### WORK TO BE COMPLETED
Pull every "PortOpener" line out of the data below.
——
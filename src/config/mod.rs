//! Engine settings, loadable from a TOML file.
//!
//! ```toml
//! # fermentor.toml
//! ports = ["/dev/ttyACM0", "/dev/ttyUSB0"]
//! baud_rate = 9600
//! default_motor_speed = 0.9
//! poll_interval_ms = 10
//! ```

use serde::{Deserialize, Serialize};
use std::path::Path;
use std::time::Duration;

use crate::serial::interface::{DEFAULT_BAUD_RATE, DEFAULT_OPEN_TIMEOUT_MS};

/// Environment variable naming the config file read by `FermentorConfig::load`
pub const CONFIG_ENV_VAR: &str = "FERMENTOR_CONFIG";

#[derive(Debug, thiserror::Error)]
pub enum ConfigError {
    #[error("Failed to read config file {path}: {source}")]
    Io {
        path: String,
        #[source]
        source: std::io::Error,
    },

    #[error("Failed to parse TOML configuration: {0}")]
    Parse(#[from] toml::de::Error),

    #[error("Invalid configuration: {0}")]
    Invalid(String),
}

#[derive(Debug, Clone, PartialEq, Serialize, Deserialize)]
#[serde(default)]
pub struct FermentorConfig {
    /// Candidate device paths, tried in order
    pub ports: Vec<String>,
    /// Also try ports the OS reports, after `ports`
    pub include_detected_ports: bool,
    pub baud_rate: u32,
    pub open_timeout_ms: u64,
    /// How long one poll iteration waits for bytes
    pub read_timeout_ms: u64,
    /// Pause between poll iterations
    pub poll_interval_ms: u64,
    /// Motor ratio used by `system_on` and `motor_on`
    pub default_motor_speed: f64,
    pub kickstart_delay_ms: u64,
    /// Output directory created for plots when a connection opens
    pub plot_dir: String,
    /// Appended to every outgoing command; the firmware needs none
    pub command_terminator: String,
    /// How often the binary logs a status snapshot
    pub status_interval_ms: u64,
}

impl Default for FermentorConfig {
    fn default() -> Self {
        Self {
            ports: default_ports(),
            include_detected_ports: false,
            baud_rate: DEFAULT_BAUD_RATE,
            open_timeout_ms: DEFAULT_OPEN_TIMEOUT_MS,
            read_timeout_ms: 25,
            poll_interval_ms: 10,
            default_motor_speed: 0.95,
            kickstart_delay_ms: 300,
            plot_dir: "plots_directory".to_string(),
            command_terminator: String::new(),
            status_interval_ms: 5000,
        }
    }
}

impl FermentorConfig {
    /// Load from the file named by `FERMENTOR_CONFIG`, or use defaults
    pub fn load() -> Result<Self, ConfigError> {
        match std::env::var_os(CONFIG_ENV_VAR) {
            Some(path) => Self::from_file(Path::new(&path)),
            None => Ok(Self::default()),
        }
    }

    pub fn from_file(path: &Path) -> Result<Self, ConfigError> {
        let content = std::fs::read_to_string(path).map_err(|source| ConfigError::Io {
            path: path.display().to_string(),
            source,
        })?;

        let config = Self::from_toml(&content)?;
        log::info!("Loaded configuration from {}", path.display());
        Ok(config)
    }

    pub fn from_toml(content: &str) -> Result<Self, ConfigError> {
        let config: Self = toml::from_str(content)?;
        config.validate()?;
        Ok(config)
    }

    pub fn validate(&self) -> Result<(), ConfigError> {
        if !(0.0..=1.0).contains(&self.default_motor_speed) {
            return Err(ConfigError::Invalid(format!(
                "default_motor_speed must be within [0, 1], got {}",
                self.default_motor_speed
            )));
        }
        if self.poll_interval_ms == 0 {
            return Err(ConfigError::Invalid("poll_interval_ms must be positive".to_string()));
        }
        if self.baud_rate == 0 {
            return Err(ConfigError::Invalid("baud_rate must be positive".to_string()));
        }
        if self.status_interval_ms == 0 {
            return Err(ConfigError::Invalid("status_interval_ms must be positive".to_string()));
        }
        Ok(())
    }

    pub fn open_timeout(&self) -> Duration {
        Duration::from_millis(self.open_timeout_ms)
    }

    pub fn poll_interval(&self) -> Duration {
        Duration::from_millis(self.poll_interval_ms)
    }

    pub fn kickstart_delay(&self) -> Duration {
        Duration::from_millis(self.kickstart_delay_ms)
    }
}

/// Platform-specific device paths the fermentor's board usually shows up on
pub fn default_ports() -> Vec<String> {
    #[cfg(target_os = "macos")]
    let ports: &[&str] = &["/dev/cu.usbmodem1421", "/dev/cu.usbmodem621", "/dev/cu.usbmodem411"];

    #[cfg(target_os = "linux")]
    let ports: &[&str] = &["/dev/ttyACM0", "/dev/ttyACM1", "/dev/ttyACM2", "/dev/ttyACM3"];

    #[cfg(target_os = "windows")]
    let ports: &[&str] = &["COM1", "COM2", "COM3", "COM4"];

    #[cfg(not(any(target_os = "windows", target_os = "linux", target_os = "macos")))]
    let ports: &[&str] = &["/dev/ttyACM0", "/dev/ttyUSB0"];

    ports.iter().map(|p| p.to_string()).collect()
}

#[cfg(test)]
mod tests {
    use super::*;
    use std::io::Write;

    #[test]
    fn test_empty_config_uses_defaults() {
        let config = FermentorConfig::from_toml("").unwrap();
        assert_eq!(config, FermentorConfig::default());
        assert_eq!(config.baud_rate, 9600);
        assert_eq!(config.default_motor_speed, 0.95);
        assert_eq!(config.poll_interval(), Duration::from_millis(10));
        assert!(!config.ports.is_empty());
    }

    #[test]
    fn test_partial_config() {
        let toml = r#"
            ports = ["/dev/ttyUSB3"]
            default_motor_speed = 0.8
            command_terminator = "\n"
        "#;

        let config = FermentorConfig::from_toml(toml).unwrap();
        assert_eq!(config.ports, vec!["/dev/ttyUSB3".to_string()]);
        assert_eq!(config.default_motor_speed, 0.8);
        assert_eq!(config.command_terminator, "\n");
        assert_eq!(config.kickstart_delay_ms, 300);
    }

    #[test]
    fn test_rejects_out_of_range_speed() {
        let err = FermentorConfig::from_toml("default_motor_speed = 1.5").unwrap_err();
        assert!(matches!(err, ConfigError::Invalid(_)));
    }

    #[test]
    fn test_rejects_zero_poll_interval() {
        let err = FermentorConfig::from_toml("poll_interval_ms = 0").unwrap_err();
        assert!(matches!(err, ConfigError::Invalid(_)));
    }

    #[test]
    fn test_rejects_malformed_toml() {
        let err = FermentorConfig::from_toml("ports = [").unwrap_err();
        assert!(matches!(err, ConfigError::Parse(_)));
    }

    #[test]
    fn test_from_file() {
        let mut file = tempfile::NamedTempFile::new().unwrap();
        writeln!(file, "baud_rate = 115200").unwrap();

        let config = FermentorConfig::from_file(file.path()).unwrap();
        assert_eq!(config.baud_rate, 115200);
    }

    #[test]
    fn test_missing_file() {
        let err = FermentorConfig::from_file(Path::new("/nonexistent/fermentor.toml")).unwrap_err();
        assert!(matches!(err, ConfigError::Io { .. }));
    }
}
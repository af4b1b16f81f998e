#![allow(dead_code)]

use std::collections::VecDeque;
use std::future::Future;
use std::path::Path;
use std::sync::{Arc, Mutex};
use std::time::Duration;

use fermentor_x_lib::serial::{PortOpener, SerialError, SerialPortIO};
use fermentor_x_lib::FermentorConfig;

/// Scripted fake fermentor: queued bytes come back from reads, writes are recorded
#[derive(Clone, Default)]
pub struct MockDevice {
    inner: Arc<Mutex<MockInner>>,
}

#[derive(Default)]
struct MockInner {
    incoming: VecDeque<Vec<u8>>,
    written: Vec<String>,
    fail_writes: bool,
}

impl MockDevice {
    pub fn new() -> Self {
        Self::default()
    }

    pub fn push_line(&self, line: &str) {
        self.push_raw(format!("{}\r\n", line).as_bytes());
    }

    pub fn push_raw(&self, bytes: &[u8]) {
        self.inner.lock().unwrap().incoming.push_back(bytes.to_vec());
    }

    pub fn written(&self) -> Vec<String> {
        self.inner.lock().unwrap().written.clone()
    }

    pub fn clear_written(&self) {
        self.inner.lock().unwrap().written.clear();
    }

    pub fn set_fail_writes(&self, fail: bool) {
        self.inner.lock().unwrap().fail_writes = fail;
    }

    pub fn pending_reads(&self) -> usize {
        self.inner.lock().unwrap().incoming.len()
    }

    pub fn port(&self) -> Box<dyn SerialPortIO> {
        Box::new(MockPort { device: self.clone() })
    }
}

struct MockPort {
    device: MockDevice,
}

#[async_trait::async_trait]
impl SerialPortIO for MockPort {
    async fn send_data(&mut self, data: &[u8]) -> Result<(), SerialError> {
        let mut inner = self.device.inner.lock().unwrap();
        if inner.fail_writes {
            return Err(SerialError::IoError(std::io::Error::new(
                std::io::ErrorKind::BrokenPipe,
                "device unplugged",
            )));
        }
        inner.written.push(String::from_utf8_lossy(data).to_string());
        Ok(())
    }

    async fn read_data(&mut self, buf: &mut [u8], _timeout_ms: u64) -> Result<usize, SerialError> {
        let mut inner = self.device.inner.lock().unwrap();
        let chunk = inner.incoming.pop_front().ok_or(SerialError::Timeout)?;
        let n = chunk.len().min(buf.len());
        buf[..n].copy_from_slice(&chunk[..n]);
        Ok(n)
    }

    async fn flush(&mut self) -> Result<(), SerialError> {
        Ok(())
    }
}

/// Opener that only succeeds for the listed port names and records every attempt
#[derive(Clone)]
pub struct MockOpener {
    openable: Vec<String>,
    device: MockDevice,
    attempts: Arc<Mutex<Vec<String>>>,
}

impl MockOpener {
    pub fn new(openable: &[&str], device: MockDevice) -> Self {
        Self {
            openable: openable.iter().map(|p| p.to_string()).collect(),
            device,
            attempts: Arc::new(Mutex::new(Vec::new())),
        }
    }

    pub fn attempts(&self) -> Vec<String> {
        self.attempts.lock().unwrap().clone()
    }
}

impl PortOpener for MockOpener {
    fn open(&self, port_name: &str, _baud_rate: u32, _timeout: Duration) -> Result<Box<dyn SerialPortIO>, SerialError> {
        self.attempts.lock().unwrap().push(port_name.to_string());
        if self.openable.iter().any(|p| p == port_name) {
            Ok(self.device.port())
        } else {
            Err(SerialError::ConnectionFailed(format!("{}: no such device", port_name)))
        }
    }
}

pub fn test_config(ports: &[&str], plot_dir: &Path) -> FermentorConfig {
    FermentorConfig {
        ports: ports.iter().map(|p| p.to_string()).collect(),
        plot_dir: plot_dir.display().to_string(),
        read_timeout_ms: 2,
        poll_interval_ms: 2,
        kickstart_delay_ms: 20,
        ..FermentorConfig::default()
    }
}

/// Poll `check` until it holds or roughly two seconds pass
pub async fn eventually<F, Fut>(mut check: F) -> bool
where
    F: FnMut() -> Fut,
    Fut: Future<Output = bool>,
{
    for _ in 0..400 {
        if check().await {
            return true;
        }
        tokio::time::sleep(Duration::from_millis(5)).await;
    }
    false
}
——
### FINISHED TASK
use fermentor_x_lib::serial::{PortOpener, SerialError, SerialPortIO};
impl PortOpener for MockOpener {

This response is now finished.